Intel® MPI Library
Get help with building, analyzing, optimizing, and scaling high-performance computing (HPC) applications.
2219 Discussions

Intel MPI - mpiexec doesn't run with -hosts

Avi7
Beginner
8,266 Views

I installed Intel MPI Library (2021.10.0.49373) on my head node (hostname=ATS) and the two compute nodes (ATS1 and ATS2). I installed and started the hydra_service on all of them using "hydra_service -install".

Before running the actual program I wish to run parallely, I tried to test the set-up using a simple program.

I started by running the simple command on the head node in powershell:

mpiexec -n 2 hostname

which gave the expected output:

ATS

ATS

The problem started after this, when I actually tried to test the compute nodes using:

mpiexec -n 2 -ppn 1 -hosts ATS1,ATS2 hostname

This command neither produced any error nor did it produce any output.

I tried running with -genv I_MPI_Debug=6 (and 1 and 5), but they also did not produce any output.

I even tried running it only on the head node with the -hosts command, but that too did not produce any output (mpiexec -n 1 -hosts ATS hostname).

I have no idea what I'm doing wrong.
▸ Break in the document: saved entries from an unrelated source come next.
impl Record {
    /// An empty record
    pub fn new() -> Self {
        Self::default()
    }

    /// Build a record from a decoded YAML document
    pub fn from_value(doc: &Value) -> Result<Self> {
        Ok(Self {
            fields: schema::parse(doc)?,
            poisoned: false,
        })
    }

    /// Build a record from a decoded YAML mapping
    pub fn from_mapping(mapping: &Mapping) -> Result<Self> {
        Ok(Self {
            fields: schema::parse_mapping(mapping)?,
            poisoned: false,
        })
    }

    /// Value of a field, if present
    pub fn get(&self, field: Field) -> Option<&FieldValue> {
        self.fields.get(&field)
    }

    /// Whether a field is present
    pub fn contains(&self, field: Field) -> bool {
        self.fields.contains_key(&field)
    }

    /// Present fields in canonical order
    pub fn fields(&self) -> impl Iterator<Item = (Field, &FieldValue)> {
        self.fields.iter().map(|(field, value)| (*field, value))
    }

    /// Number of present fields
    pub fn len(&self) -> usize {
        self.fields.len()
    }

    /// Whether no field is present
    pub fn is_empty(&self) -> bool {
        self.fields.is_empty()
    }

    /// Text of a scalar field
    pub fn text(&self, field: Field) -> Option<&str> {
        match self.fields.get(&field) {
            Some(FieldValue::Text(text)) => Some(text.as_str()),
            _ => None,
        }
    }

    /// Entries of a list field; empty when absent
    pub fn list(&self, field: Field) -> &[String] {
        match self.fields.get(&field) {
            Some(FieldValue::List(entries)) => entries.as_slice(),
            _ => &[],
        }
    }

    /// The citation, if present
    pub fn citation(&self) -> Option<&Citation> {
        match self.fields.get(&Field::Cite) {
            Some(FieldValue::Citation(citation)) => Some(citation),
            _ => None,
        }
    }

    /// The dates, if present
    pub fn dates(&self) -> Option<&Dates> {
        match self.fields.get(&Field::Dates) {
            Some(FieldValue::Dates(dates)) => Some(dates),
            _ => None,
        }
    }

    /// Whether `cite` is present
    pub fn has_citation(&self) -> bool {
        self.contains(Field::Cite)
    }

    /// Whether `dates` is present
    pub fn has_dates(&self) -> bool {
        self.contains(Field::Dates)
    }

    /// The Markdown body, or `""`
    pub fn document(&self) -> &str {
        self.text(Field::Document).unwrap_or_default()
    }

    /// The stored filename, or `""`
    pub fn filename(&self) -> &str {
        self.text(Field::Filename).unwrap_or_default()
    }

    /// Whether an operation on this record has failed
    pub fn is_poisoned(&self) -> bool {
        self.poisoned
    }

    /// Decoded YAML form of the record, keys in canonical order
    pub fn to_mapping(&self) -> Mapping {
        self.fields
            .iter()
            .map(|(field, value)| (Value::from(field.name()), value.to_yaml()))
            .collect()
    }

    /// Re-run the schema check over the whole record
    pub fn validate(&self) -> std::result::Result<(), SchemaError> {
        schema::validate_mapping(&self.to_mapping())
    }

    /// Overwrite a scalar field.
    pub fn set_field(&mut self, field: Field, value: impl Into<String>) -> Result<()> {
        let value = Value::String(value.into());
        self.guarded(|record| {
            let typed = schema::parse_value(field, &value)?;
            record.fields.insert(field, typed);
            Ok(())
        })
    }

    /// Set a scalar field from externally loaded text, trimming surrounding whitespace.
    pub fn load_field(&mut self, field: Field, text: &str) -> Result<()> {
        self.set_field(field, text.trim())
    }

    /// Remove a field. Returns whether it was present.
    pub fn delete_field(&mut self, field: Field) -> Result<bool> {
        self.guarded(|record| Ok(record.fields.remove(&field).is_some()))
    }

    /// Replace a list field with an empty list.
    pub fn reset_list_field(&mut self, field: Field) -> Result<()> {
        self.guarded(|record| {
            expect_list(field)?;
            record.fields.insert(field, FieldValue::List(Vec::new()));
            Ok(())
        })
    }

    /// Remove entries of a list field by 0-based position.
    ///
    /// Positions are removed from the highest down so earlier removals do
    /// not shift later ones. A list left empty is removed entirely. Returns
    /// `false` when the field is absent.
    pub fn delete_list_entries(&mut self, field: Field, positions: &[usize]) -> Result<bool> {
        self.guarded(|record| {
            expect_list(field)?;
            let Some(FieldValue::List(entries)) = record.fields.get_mut(&field) else {
                return Ok(false);
            };

            let mut positions = positions.to_vec();
            positions.sort_unstable_by(|a, b| b.cmp(a));
            positions.dedup();
            if let Some(&highest) = positions.first()
                && highest >= entries.len()
            {
                return Err(Error::PositionOutOfRange {
                    field: field.name().to_string(),
                    position: highest,
                    len: entries.len(),
                });
            }

            for position in positions {
                entries.remove(position);
            }
            if entries.is_empty() {
                record.fields.remove(&field);
            }
            Ok(true)
        })
    }

    /// Append to a list field unless the value is already in it.
    ///
    /// Returns whether the value was added.
    pub fn append_list_entry(&mut self, field: Field, value: impl Into<String>) -> Result<bool> {
        let value = value.into();
        self.guarded(|record| {
            expect_list(field)?;
            match record
                .fields
                .entry(field)
                .or_insert_with(|| FieldValue::List(Vec::new()))
            {
                FieldValue::List(entries) if entries.contains(&value) => Ok(false),
                FieldValue::List(entries) => {
                    entries.push(value);
                    Ok(true)
                }
                other => {
                    Err(schema::wrong_type(field.name(), Category::TextList, &other.to_yaml()).into())
                }
            }
        })
    }

    /// Replace the citation.
    pub fn set_citation(&mut self, bibkey: impl Into<String>, page: Option<String>) -> Result<()> {
        let citation = Citation {
            bibkey: bibkey.into(),
            page,
        };
        self.guarded(|record| {
            record
                .fields
                .insert(Field::Cite, FieldValue::Citation(citation));
            Ok(())
        })
    }

    /// Change the citation's bibkey.
    ///
    /// Only an existing citation is edited; without one, or with an empty
    /// `bibkey`, nothing changes. Returns whether the citation was edited.
    pub fn set_cite_bibkey(&mut self, bibkey: &str) -> Result<bool> {
        self.guarded(|record| {
            Ok(match record.fields.get_mut(&Field::Cite) {
                Some(FieldValue::Citation(citation)) if !bibkey.is_empty() => {
                    citation.bibkey = bibkey.to_string();
                    true
                }
                _ => false,
            })
        })
    }

    /// Change the citation's page. Same rules as [`Record::set_cite_bibkey`].
    pub fn set_cite_page(&mut self, page: &str) -> Result<bool> {
        self.guarded(|record| {
            Ok(match record.fields.get_mut(&Field::Cite) {
                Some(FieldValue::Citation(citation)) if !page.is_empty() => {
                    citation.page = Some(page.to_string());
                    true
                }
                _ => false,
            })
        })
    }

    /// Replace the dates.
    pub fn set_dates(&mut self, year: impl Into<String>, era: Option<String>) -> Result<()> {
        let dates = Dates {
            year: year.into(),
            era,
        };
        self.guarded(|record| {
            record.fields.insert(Field::Dates, FieldValue::Dates(dates));
            Ok(())
        })
    }

    /// Change the year of existing dates. Same rules as [`Record::set_cite_bibkey`].
    pub fn set_dates_year(&mut self, year: &str) -> Result<bool> {
        self.guarded(|record| {
            Ok(match record.fields.get_mut(&Field::Dates) {
                Some(FieldValue::Dates(dates)) if !year.is_empty() => {
                    dates.year = year.to_string();
                    true
                }
                _ => false,
            })
        })
    }

    /// Change the era of existing dates. Same rules as [`Record::set_cite_bibkey`].
    pub fn set_dates_era(&mut self, era: &str) -> Result<bool> {
        self.guarded(|record| {
            Ok(match record.fields.get_mut(&Field::Dates) {
                Some(FieldValue::Dates(dates)) if !era.is_empty() => {
                    dates.era = Some(era.to_string());
                    true
                }
                _ => false,
            })
        })
    }

    /// Single-string-per-field view for indexing, see [`crate::flatten`].
    pub fn indexed_representation(&self) -> BTreeMap<Field, String> {
        crate::flatten::indexed_representation(self)
    }

    fn guarded<T>(&mut self, op: impl FnOnce(&mut Self) -> Result<T>) -> Result<T> {
        if self.poisoned {
            return Err(Error::Poisoned);
        }
        let outcome = op(self).and_then(|out| {
            self.validate()?;
            Ok(out)
        });
        if let Err(err) = &outcome {
            tracing::debug!(error = %err, "record poisoned");
            self.poisoned = true;
        }
        outcome
    }
}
Anytime I try to run it with -hosts or -f hostfile, I just get a blank screen in cmd/powershell. I have to kill the process using Ctrl+C which produces the output:

[mpiexec@ATS] Sending Ctrl-C to processes as requested

[mpiexec@ATS] Press Ctrl-C again to force abort

I have checked in services on all the nodes that "impi_hydra_2021_10_0" is running.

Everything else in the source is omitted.